#### [WHAT IS NEEDED]
Each line of the listing below should be restated word for word.

[PROVIDED RECORDS Boundary: Start]

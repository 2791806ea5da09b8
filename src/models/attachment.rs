//! Attachment download outcomes.

use std::fmt;
use std::path::PathBuf;

use serde::{Deserialize, Serialize};

/// The mechanism that materialized an attachment's bytes.
#[derive(Debug, Clone, Copy, PartialEq, Eq, Serialize, Deserialize)]
#[serde(rename_all = "snake_case")]
pub enum DownloadStrategy {
    /// Plain streamed GET of a reachable URL
    DirectGet,
    /// Browser download event after running the page script
    DownloadEvent,
    /// Response captured while intercepting the page's requests
    NetworkIntercept,
    /// Intermediate hidden form, then the real POST
    TokenExchange,
    /// Direct POST of the script's form fields
    PostForm,
}

impl fmt::Display for DownloadStrategy {
    fn fmt(&self, f: &mut fmt::Formatter<'_>) -> fmt::Result {
        let name = match self {
            Self::DirectGet => "direct_get",
            Self::DownloadEvent => "download_event",
            Self::NetworkIntercept => "network_intercept",
            Self::TokenExchange => "token_exchange",
            Self::PostForm => "post_form",
        };
        f.write_str(name)
    }
}

/// Why an attachment could not be retrieved.
#[derive(Debug, Clone, PartialEq, Eq, Serialize, Deserialize)]
#[serde(rename_all = "snake_case")]
pub enum AttachmentFailure {
    /// Handler text matched no known script shape; nothing was attempted
    UnsupportedPattern,
    /// Neither a URL nor a handler was present
    NoSource,
    /// Every applicable strategy was tried and none produced a file
    Exhausted,
    /// An I/O error while writing the file
    Write,
}

impl fmt::Display for AttachmentFailure {
    fn fmt(&self, f: &mut fmt::Formatter<'_>) -> fmt::Result {
        let name = match self {
            Self::UnsupportedPattern => "unsupported_pattern",
            Self::NoSource => "no_source",
            Self::Exhausted => "exhausted",
            Self::Write => "write",
        };
        f.write_str(name)
    }
}

/// Uniform result of acquiring one attachment.
#[derive(Debug, Clone, PartialEq, Eq, Serialize, Deserialize)]
pub struct AttachmentResult {
    /// Declared name as shown on the detail page
    pub name: String,
    pub success: bool,
    pub saved_path: Option<PathBuf>,
    /// Download URL to report; may differ from the declared one
    pub actual_url: Option<String>,
    pub strategy: Option<DownloadStrategy>,
    pub size: u64,
    pub failure: Option<AttachmentFailure>,
    pub error: Option<String>,
}

impl AttachmentResult {
    pub fn success(
        name: impl Into<String>,
        saved_path: PathBuf,
        actual_url: Option<String>,
        strategy: DownloadStrategy,
        size: u64,
    ) -> Self {
        Self {
            name: name.into(),
            success: true,
            saved_path: Some(saved_path),
            actual_url,
            strategy: Some(strategy),
            size,
            failure: None,
            error: None,
        }
    }

    pub fn failure(
        name: impl Into<String>,
        actual_url: Option<String>,
        failure: AttachmentFailure,
        error: impl Into<String>,
    ) -> Self {
        Self {
            name: name.into(),
            success: false,
            saved_path: None,
            actual_url,
            strategy: None,
            size: 0,
            failure: Some(failure),
            error: Some(error.into()),
        }
    }

    /// Saved file name, or the declared name when nothing was written.
    pub fn display_name(&self) -> String {
        self.saved_path
            .as_ref()
            .and_then(|p| p.file_name())
            .map(|n| n.to_string_lossy().into_owned())
            .unwrap_or_else(|| self.name.clone())
    }
}

#[cfg(test)]
mod tests {
    use super::*;

    #[test]
    fn test_failure_has_no_path() {
        let result = AttachmentResult::failure(
            "a.hwp",
            None,
            AttachmentFailure::UnsupportedPattern,
            "no known script shape",
        );
        assert!(!result.success);
        assert!(result.saved_path.is_none());
        assert_eq!(result.size, 0);
        assert_eq!(result.display_name(), "a.hwp");
        assert_eq!(
            result.failure.as_ref().map(|f| f.to_string()).as_deref(),
            Some("unsupported_pattern")
        );
    }

    #[test]
    fn test_display_name_uses_saved_file() {
        let result = AttachmentResult::success(
            "첨부",
            PathBuf::from("/tmp/x/attachments/공고문.pdf"),
            Some("https://a.go.kr/f/1".into()),
            DownloadStrategy::DirectGet,
            1024,
        );
        assert_eq!(result.display_name(), "공고문.pdf");
        assert_eq!(result.strategy.map(|s| s.to_string()).as_deref(), Some("direct_get"));
    }
}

[PROVIDED RECORDS Boundary: End]

#### [COMPLETED TASK]
repository 2791806ea5da09b8
filename src/models/attachment.rs
//! Attachment download outcomes.

use std::fmt;
use std::path::PathBuf;

use serde::{Deserialize, Serialize};

/// The mechanism that materialized an attachment's bytes.
#[derive(Debug, Clone, Copy, PartialEq, Eq, Serialize, Deserialize)]
#[serde(rename_all = "snake_case")]
pub enum DownloadStrategy {
    /// Plain streamed GET of a reachable URL
    DirectGet,
    /// Browser download event after running the page script
    DownloadEvent,
    /// Response captured while intercepting the page's requests
    NetworkIntercept,
    /// Intermediate hidden form, then the real POST
    TokenExchange,
    /// Direct POST of the script's form fields
    PostForm,
}

impl fmt::Display for DownloadStrategy {
    fn fmt(&self, f: &mut fmt::Formatter<'_>) -> fmt::Result {
        let name = match self {
            Self::DirectGet => "direct_get",
            Self::DownloadEvent => "download_event",
            Self::NetworkIntercept => "network_intercept",
            Self::TokenExchange => "token_exchange",
            Self::PostForm => "post_form",
        };
        f.write_str(name)
    }
}

/// Why an attachment could not be retrieved.
#[derive(Debug, Clone, PartialEq, Eq, Serialize, Deserialize)]
#[serde(rename_all = "snake_case")]
pub enum AttachmentFailure {
    /// Handler text matched no known script shape; nothing was attempted
    UnsupportedPattern,
    /// Neither a URL nor a handler was present
    NoSource,
    /// Every applicable strategy was tried and none produced a file
    Exhausted,
    /// An I/O error while writing the file
    Write,
}

impl fmt::Display for AttachmentFailure {
    fn fmt(&self, f: &mut fmt::Formatter<'_>) -> fmt::Result {
        let name = match self {
            Self::UnsupportedPattern => "unsupported_pattern",
            Self::NoSource => "no_source",
            Self::Exhausted => "exhausted",
            Self::Write => "write",
        };
        f.write_str(name)
    }
}

/// Uniform result of acquiring one attachment.
#[derive(Debug, Clone, PartialEq, Eq, Serialize, Deserialize)]
pub struct AttachmentResult {
    /// Declared name as shown on the detail page
    pub name: String,
    pub success: bool,
    pub saved_path: Option<PathBuf>,
    /// Download URL to report; may differ from the declared one
    pub actual_url: Option<String>,
    pub strategy: Option<DownloadStrategy>,
    pub size: u64,
    pub failure: Option<AttachmentFailure>,
    pub error: Option<String>,
}

impl AttachmentResult {
    pub fn success(
        name: impl Into<String>,
        saved_path: PathBuf,
        actual_url: Option<String>,
        strategy: DownloadStrategy,
        size: u64,
    ) -> Self {
        Self {
            name: name.into(),
            success: true,
            saved_path: Some(saved_path),
            actual_url,
            strategy: Some(strategy),
            size,
            failure: None,
            error: None,
        }
    }

    pub fn failure(
        name: impl Into<String>,
        actual_url: Option<String>,
        failure: AttachmentFailure,
        error: impl Into<String>,
    ) -> Self {
        Self {
            name: name.into(),
            success: false,
            saved_path: None,
            actual_url,
            strategy: None,
            size: 0,
            failure: Some(failure),
            error: Some(error.into()),
        }
    }

    /// Saved file name, or the declared name when nothing was written.
    pub fn display_name(&self) -> String {
        self.saved_path
            .as_ref()
            .and_then(|p| p.file_name())
            .map(|n| n.to_string_lossy().into_owned())
            .unwrap_or_else(|| self.name.clone())
    }
}

#[cfg(test)]
mod tests {
    use super::*;

    #[test]
    fn test_failure_has_no_path() {
        let result = AttachmentResult::failure(
            "a.hwp",
            None,
            AttachmentFailure::UnsupportedPattern,
            "no known script shape",
        );
        assert!(!result.success);
        assert!(result.saved_path.is_none());
        assert_eq!(result.size, 0);
        assert_eq!(result.display_name(), "a.hwp");
        assert_eq!(
            result.failure.as_ref().map(|f| f.to_string()).as_deref(),
            Some("unsupported_pattern")
        );
    }

    #[test]
    fn test_display_name_uses_saved_file() {
        let result = AttachmentResult::success(
            "첨부",
            PathBuf::from("/tmp/x/attachments/공고문.pdf"),
            Some("https://a.go.kr/f/1".into()),
            DownloadStrategy::DirectGet,
            1024,
        );
        assert_eq!(result.display_name(), "공고문.pdf");
        assert_eq!(result.strategy.map(|s| s.to_string()).as_deref(), Some("direct_get"));
    }
}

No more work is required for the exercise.